Ads, gimmicks and billboards may not work for retail today, but innovation, creativity and tailored attention does if brands know how to employ them.
The retail industry has gotten itself in a position where waste is at an all time high, innovative marketing is at an all time low and promotions have most brands stuck in a cycle they can’t seem to crawl out of.
“We are at over 50 percent of clothing sold at a discount,” Matthijs Crietee, secretary general for the International Apparel Federation, said during a talk he co-moderated at Premiere Vision Paris last month. As such, he added, “Companies are adding value in new and innovative ways.”
One such way has been merging real life with what’s happening on television.

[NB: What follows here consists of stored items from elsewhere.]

//! End-to-end RPC tests over the in-process loopback bus: discovery,
//! fanout dispatch, per-worker reports and the merged aggregate.

use std::sync::Arc;
use std::time::Duration;

use bus_bench::bus::{LocalBus, MessageBus};
use bus_bench::cli::Executor;
use bus_bench::controller::Controller;
use bus_bench::minion::{RpcClientMinion, RpcServerMinion};

fn loopback() -> Arc<dyn MessageBus> {
    Arc::new(LocalBus::new())
}

const TEST_TIMEOUT: Option<Duration> = Some(Duration::from_secs(30));

#[tokio::test]
async fn call_test_reports_one_client() {
    let bus = loopback();
    let server = RpcServerMinion::start(bus.clone(), "rpc-single", Executor::Serial)
        .await
        .unwrap();
    tokio::spawn(server.run());
    let client = RpcClientMinion::start(bus.clone(), "rpc-single").await.unwrap();
    let client_task = tokio::spawn(client.run());

    let controller = Controller::connect(bus, "rpc-single", TEST_TIMEOUT)
        .await
        .unwrap();
    let report = controller.run_call_test(10, 64, false).await.unwrap();

    assert_eq!(report.reporters, 1);
    assert_eq!(report.latency_ms.count(), 10);
    assert_eq!(report.throughput.count(), 1);
    assert!(report.throughput.min().unwrap() > 0.0);

    controller.shutdown().await.unwrap();
    client_task.await.unwrap().unwrap();
}

#[tokio::test]
async fn call_test_merges_every_client_report() {
    let bus = loopback();
    let server = RpcServerMinion::start(bus.clone(), "rpc-many", Executor::Serial)
        .await
        .unwrap();
    tokio::spawn(server.run());
    for _ in 0..3 {
        let client = RpcClientMinion::start(bus.clone(), "rpc-many").await.unwrap();
        tokio::spawn(client.run());
    }

    let controller = Controller::connect(bus, "rpc-many", TEST_TIMEOUT)
        .await
        .unwrap();
    assert_eq!(
        controller.registry().count(bus_bench::Role::RpcClient),
        3
    );

    let report = controller.run_call_test(10, 32, false).await.unwrap();

    // Exactly K merged per-minion statistics.
    assert_eq!(report.reporters, 3);
    assert_eq!(report.latency_ms.count(), 30);
    assert_eq!(report.throughput.count(), 3);

    let min = report.latency_ms.min().unwrap();
    let avg = report.latency_ms.average().unwrap();
    let max = report.latency_ms.max().unwrap();
    assert!(min <= avg && avg <= max);

    controller.shutdown().await.unwrap();
}

#[tokio::test]
async fn cast_test_uses_fire_and_forget() {
    let bus = loopback();
    let server = RpcServerMinion::start(bus.clone(), "rpc-cast", Executor::Serial)
        .await
        .unwrap();
    tokio::spawn(server.run());
    let client = RpcClientMinion::start(bus.clone(), "rpc-cast").await.unwrap();
    tokio::spawn(client.run());

    let controller = Controller::connect(bus, "rpc-cast", TEST_TIMEOUT)
        .await
        .unwrap();
    let report = controller.run_cast_test(25, 16, false).await.unwrap();

    assert_eq!(report.reporters, 1);
    assert_eq!(report.latency_ms.count(), 25);

    controller.shutdown().await.unwrap();
}

#[tokio::test]
async fn concurrent_executor_answers_calls() {
    let bus = loopback();
    let server = RpcServerMinion::start(bus.clone(), "rpc-conc", Executor::Concurrent)
        .await
        .unwrap();
    tokio::spawn(server.run());
    let client = RpcClientMinion::start(bus.clone(), "rpc-conc").await.unwrap();
    tokio::spawn(client.run());

    let controller = Controller::connect(bus, "rpc-conc", TEST_TIMEOUT)
        .await
        .unwrap();
    let report = controller.run_call_test(20, 128, false).await.unwrap();
    assert_eq!(report.latency_ms.count(), 20);

    controller.shutdown().await.unwrap();
}

#[tokio::test]
async fn calls_round_robin_across_servers() {
    let bus = loopback();
    for _ in 0..2 {
        let server = RpcServerMinion::start(bus.clone(), "rpc-rr", Executor::Serial)
            .await
            .unwrap();
        tokio::spawn(server.run());
    }
    let client = RpcClientMinion::start(bus.clone(), "rpc-rr").await.unwrap();
    tokio::spawn(client.run());

    let controller = Controller::connect(bus, "rpc-rr", TEST_TIMEOUT)
        .await
        .unwrap();
    assert_eq!(controller.registry().count(bus_bench::Role::RpcServer), 2);

    // Both servers take part; the run completes either way.
    let report = controller.run_call_test(10, 8, false).await.unwrap();
    assert_eq!(report.latency_ms.count(), 10);

    controller.shutdown().await.unwrap();
}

Tasked with taking a dated brand into the modern day, Jurian van der Meer, commercial director for Dutch production company Endemol Shine, paired Netherlands fashion brand WE with the longest running Dutch soap opera Good Times, Bad Times, writing the clothing line right into the story line.
In the show, leading character Nina Saunders is a fashion designer and creates a collection for the real brand WE—both on the show and in real life. Viewers got to watch along as she designed the line, which culminated with a fashion show, which happened in real life, hosted real life bloggers and also appeared on an episode in the show. What’s more, the collection designed in the show was available in WE stores and on its website in line with the airing of the fashion show episode.
What resulted, according to van der Meer, was that 2.1 million viewers tuned in to watch the fashion show episode, and WE outsold the collection they had reserved for that evening.
“WE had a 300 percent turnover increase when the collection was available for the show,” van der Meer said. “It created a lot of buzz because it was not really seen before, that in depth of a collaboration with a TV show.”
After that, perception of the WE brand as being “cool” went from 25 percent to 37 percent, and the feeling that it personally appeals to the consumer jumped from 25 percent to 40 percent.
The fact that brands appeal to the consumer on a level that at least feels personal has been big through all facets of the shopping journey, from marketing approach to product offering and especially fit.
That’s why Ronen Luzon decided to launch MySizeID, a technology that lets users take their own body measurements using nothing but their smartphones.
With MySize technology available in the free SizeUp measurement app, users can move their phones from one shoulder to the next for a chest measurement or along the length of their leg and sensors determine the distance the phone has traveled and returns accurate measurements. Once users have created their size profile they can save it and use it to know their exact right size with any partnered clothing retailer also using the technology. Varied sizing across brands doesn’t matter, because the technology can determine the user’s size for the specific brand they’re buying from based on the retailer’s size chart and the user’s body shape and measurements.
Naturally, the technology is expected to reduce e-commerce’s return dilemma by helping shoppers find the right size the first time. Similar technologies like Virtusize, according to Luzon, have helped retailers like Asos reduce their return rates by 50 percent.
What sets Israel-based MySize apart from its competitors, however, is the tape measure that’s essentially built right into the phone.
“We don’t make you stand half naked, tell us what’s the last item that you bought,” he said. “We just take real measurements with the mobile, which everyone has handy all the time.”
[Read more about retail innovations at PV Paris: Introducing Foursource: Online Dating for Apparel Sourcing]
For Setlog, the thing that’s been helping the software company move brands into modern day, is optimized value chain management. While innovation and personalization and fixing sizing are all well and necessary, if a brand can’t manage what’s moving in its supply chain to accommodate all of that, much of it may be for naught.
The company’s cloud-based software platform connects all points along the supply chain from purchase order to logistics and reporting and manages vendor and compliance collaboration for social audits and ratings. It’s open source, according to Setlog CEO Guido Brackelsberg. It enables brands to experiment, gather skilled and motivated people, share values, maintain efficient processes and always be improving.
Things in retail are getting “damn tough,” Brackelsberg said pointing to bankruptcies and store closures and change that’s happening faster than most retailers are realizing.
“If you want to run a brand, you should really wake up to what’s happening out there,” Brackelsberg said.